Staff from all Southland councils are checking fodder beet crops this week in the search for the pest plant velvetleaf. About 600 hectares of an estimated 1400 hectares at risk have already been inspected and more than 60 velvetleaf plants have been found in various stages of maturity.
Seventy-six people are in the field today (Tuesday, 5 April 2016), including staff from Environment Southland, Invercargill City Council and Southland District Council. Staff from Gore District Council will join the inspection teams from Wednesday.
Environment Southland biosecurity manager Richard Bowman said the number of inspection staff had been doubled to help get through the known suspect crops before velvetleaf plants drop their seeds.

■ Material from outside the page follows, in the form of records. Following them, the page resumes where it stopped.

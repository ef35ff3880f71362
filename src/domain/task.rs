//! Task domain model
//!
//! A task is a description plus a done flag, in one of three kinds:
//! a plain todo, a deadline with a due time, or an event spanning a
//! start and end time.

use std::fmt;

use thiserror::Error;

use super::datetime::{format_display, Timestamp};

#[derive(Debug, Clone, Error, PartialEq, Eq)]
pub enum TaskError {
    #[error("Error: Please provide a description for {0} task.")]
    EmptyDescription(&'static str),

    #[error("Error: /to date cannot be before /from date for Event task")]
    EndBeforeStart,
}

/// The kind of a task and its kind-specific fields
#[derive(Debug, Clone, Copy, PartialEq, Eq)]
pub enum TaskKind {
    Todo,
    Deadline { due: Timestamp },
    Event { start: Timestamp, end: Timestamp },
}

impl TaskKind {
    /// Single-letter tag used in listings and the task file
    pub fn tag(&self) -> char {
        match self {
            TaskKind::Todo => 'T',
            TaskKind::Deadline { .. } => 'D',
            TaskKind::Event { .. } => 'E',
        }
    }

    /// Lower-case name matching the command keyword
    pub fn name(&self) -> &'static str {
        match self {
            TaskKind::Todo => "todo",
            TaskKind::Deadline { .. } => "deadline",
            TaskKind::Event { .. } => "event",
        }
    }
}

/// A tracked item
#[derive(Debug, Clone, PartialEq, Eq)]
pub struct Task {
    description: String,
    done: bool,
    kind: TaskKind,
}

impl Task {
    /// Creates a task, trimming the description
    ///
    /// Rejects an empty description and an event that ends before it starts.
    pub fn new(description: &str, kind: TaskKind) -> Result<Self, TaskError> {
        let description = description.trim();
        if description.is_empty() {
            return Err(TaskError::EmptyDescription(kind.name()));
        }

        if let TaskKind::Event { start, end } = kind {
            if end < start {
                return Err(TaskError::EndBeforeStart);
            }
        }

        Ok(Self {
            description: description.to_string(),
            done: false,
            kind,
        })
    }

    pub fn todo(description: &str) -> Result<Self, TaskError> {
        Self::new(description, TaskKind::Todo)
    }

    pub fn deadline(description: &str, due: Timestamp) -> Result<Self, TaskError> {
        Self::new(description, TaskKind::Deadline { due })
    }

    pub fn event(description: &str, start: Timestamp, end: Timestamp) -> Result<Self, TaskError> {
        Self::new(description, TaskKind::Event { start, end })
    }

    /// Sets the done flag, builder style
    pub fn with_done(mut self, done: bool) -> Self {
        self.done = done;
        self
    }

    pub fn description(&self) -> &str {
        &self.description
    }

    pub fn is_done(&self) -> bool {
        self.done
    }

    pub fn kind(&self) -> &TaskKind {
        &self.kind
    }

    pub fn mark_done(&mut self) {
        self.done = true;
    }

    pub fn unmark_done(&mut self) {
        self.done = false;
    }

    /// Returns `[X]` when done, `[ ]` otherwise
    pub fn status_icon(&self) -> &'static str {
        if self.done {
            "[X]"
        } else {
            "[ ]"
        }
    }

    /// Case-insensitive substring match on the description
    pub fn matches(&self, needle: &str) -> bool {
        self.description
            .to_lowercase()
            .contains(&needle.to_lowercase())
    }
}

impl fmt::Display for Task {
    fn fmt(&self, f: &mut fmt::Formatter<'_>) -> fmt::Result {
        write!(
            f,
            "[{}]{} {}",
            self.kind.tag(),
            self.status_icon(),
            self.description
        )?;

        match &self.kind {
            TaskKind::Todo => Ok(()),
            TaskKind::Deadline { due } => write!(f, " (by: {})", format_display(due)),
            TaskKind::Event { start, end } => write!(
                f,
                " (from: {} to: {})",
                format_display(start),
                format_display(end)
            ),
        }
    }
}
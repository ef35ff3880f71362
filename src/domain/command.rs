//! Command parsing
//!
//! Turns one raw input line into a [`Command`]. Parsing never fails: input
//! that cannot be understood becomes [`Command::Incorrect`] or
//! [`Command::Unknown`] carrying the message to show.
//!
//! Multi-field commands use plain first-match substring scanning:
//!
//! ```text
//! deadline <description> /by <when>
//! event <description> /from <start> /to <end>
//! ```

use super::datetime::{parse_datetime, Timestamp};
use super::task::TaskError;

const BY: &str = "/by";
const FROM: &str = "/from";
const TO: &str = "/to";

const DEADLINE_FORMAT_HINT: &str = "Format for Deadline is: deadline <description> /by <deadline>";
const EVENT_FORMAT_HINT: &str =
    "Format for Event is: event <description> /from <fromDate> /to <toDate>";

pub const UNKNOWN_MESSAGE: &str = "Sorry, I don't know what that means.";

/// A parsed user request
///
/// Indices are 0-based and unchecked; the task list validates them.
#[derive(Debug, Clone, PartialEq, Eq)]
pub enum Command {
    Exit,
    List,
    Find(String),
    Delete(i64),
    Mark(i64),
    Unmark(i64),
    AddTodo(String),
    AddDeadline {
        description: String,
        due: Timestamp,
    },
    AddEvent {
        description: String,
        start: Timestamp,
        end: Timestamp,
    },
    Incorrect(String),
    Unknown(String),
}

impl Command {
    /// Parses one input line
    pub fn parse(line: &str) -> Self {
        let line = line.trim();
        let (keyword, remainder) = match line.split_once(char::is_whitespace) {
            Some((keyword, rest)) => (keyword, rest.trim_start()),
            None => (line, ""),
        };

        match keyword.to_lowercase().as_str() {
            "bye" | "exit" | "close" => Command::Exit,
            "list" => Command::List,
            "find" => Command::Find(remainder.trim().to_string()),
            "delete" => parse_index(remainder, "delete").map_or_else(|e| e, Command::Delete),
            "mark" => parse_index(remainder, "mark").map_or_else(|e| e, Command::Mark),
            "unmark" => parse_index(remainder, "unmark").map_or_else(|e| e, Command::Unmark),
            "todo" => parse_todo(remainder),
            "deadline" => parse_deadline(remainder),
            "event" => parse_event(remainder),
            _ => Command::Unknown(UNKNOWN_MESSAGE.to_string()),
        }
    }

    /// Stable lower-case name of the variant
    pub fn name(&self) -> &'static str {
        match self {
            Command::Exit => "exit",
            Command::List => "list",
            Command::Find(_) => "find",
            Command::Delete(_) => "delete",
            Command::Mark(_) => "mark",
            Command::Unmark(_) => "unmark",
            Command::AddTodo(_) => "todo",
            Command::AddDeadline { .. } => "deadline",
            Command::AddEvent { .. } => "event",
            Command::Incorrect(_) => "incorrect",
            Command::Unknown(_) => "unknown",
        }
    }
}

fn incorrect(message: impl Into<String>) -> Command {
    Command::Incorrect(message.into())
}

/// Parses a 1-based index into a 0-based one
fn parse_index(text: &str, keyword: &str) -> Result<i64, Command> {
    text.trim()
        .parse::<i64>()
        .ok()
        .and_then(|i| i.checked_sub(1))
        .ok_or_else(|| incorrect(format!("Please enter a valid index for {keyword} request.")))
}

fn parse_todo(remainder: &str) -> Command {
    let description = remainder.trim();
    if description.is_empty() {
        return incorrect(TaskError::EmptyDescription("todo").to_string());
    }
    Command::AddTodo(description.to_string())
}

fn parse_deadline(remainder: &str) -> Command {
    let Some((description, when)) = remainder.split_once(BY) else {
        return incorrect(format!("Error: Missing deadline.\n{DEADLINE_FORMAT_HINT}"));
    };

    let description = description.trim();
    let when = when.trim();

    if when.is_empty() {
        return incorrect(format!("Error: Missing deadline.\n{DEADLINE_FORMAT_HINT}"));
    }
    if description.is_empty() {
        return incorrect(TaskError::EmptyDescription("deadline").to_string());
    }

    match parse_datetime(when) {
        Ok(due) => Command::AddDeadline {
            description: description.to_string(),
            due,
        },
        Err(e) => incorrect(e.to_string()),
    }
}

fn parse_event(remainder: &str) -> Command {
    let (from_at, to_at) = match (remainder.find(FROM), remainder.find(TO)) {
        (Some(from_at), Some(to_at)) if from_at < to_at => (from_at, to_at),
        _ => {
            return incorrect(format!(
                "Error: Please provide both /from and /to dates, in that order.\n{EVENT_FORMAT_HINT}"
            ))
        }
    };

    let description = remainder[..from_at].trim();
    let start_text = remainder[from_at + FROM.len()..to_at].trim();
    let end_text = remainder[to_at + TO.len()..].trim();

    if start_text.is_empty() || end_text.is_empty() {
        return incorrect(format!(
            "Error: Missing from date / to date.\n{EVENT_FORMAT_HINT}"
        ));
    }
    if description.is_empty() {
        return incorrect(TaskError::EmptyDescription("event").to_string());
    }

    let start = match parse_datetime(start_text) {
        Ok(ts) => ts,
        Err(e) => return incorrect(e.to_string()),
    };
    let end = match parse_datetime(end_text) {
        Ok(ts) => ts,
        Err(e) => return incorrect(e.to_string()),
    };

    if end < start {
        return incorrect(TaskError::EndBeforeStart.to_string());
    }

    Command::AddEvent {
        description: description.to_string(),
        start,
        end,
    }
}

Asure Quality, which is managing the response under the direction of the Ministry for Primary Industries, has also added staff from throughout the country to the Southland response. “It’s a really great combined effort being led by Environment Southland, but with the support of all these other organisations,” Mr Bowman said.
Southland District Council chief executive Steve Ruru said velvetleaf was a major issue for rural communities. “It’s appropriate we get out there and help rid Southland of this plant,” he said. “We will continue to help as and when we are needed.”
Invercargill City Council chief executive Richard King said the ICC fully supported the efforts being put into the velvetleaf inspections. “If the plant becomes fully established in Southland it will be extremely bad for the farming community – and what is bad for the farming community is bad for Invercargill.”
NOTE: Farmers are being urged to do their bit by checking their own crops regularly and reporting any signs of velvetleaf to the Ministry for Primary Industries on 0800 80 99 66 . Anybody who finds a suspected velvetleaf plant should leave it where it is, mark its location, photograph it and contact the Ministry. Mr Bowman said it was important people did not pull the plants out and move them as that could cause seeds to drop and the plants to spread.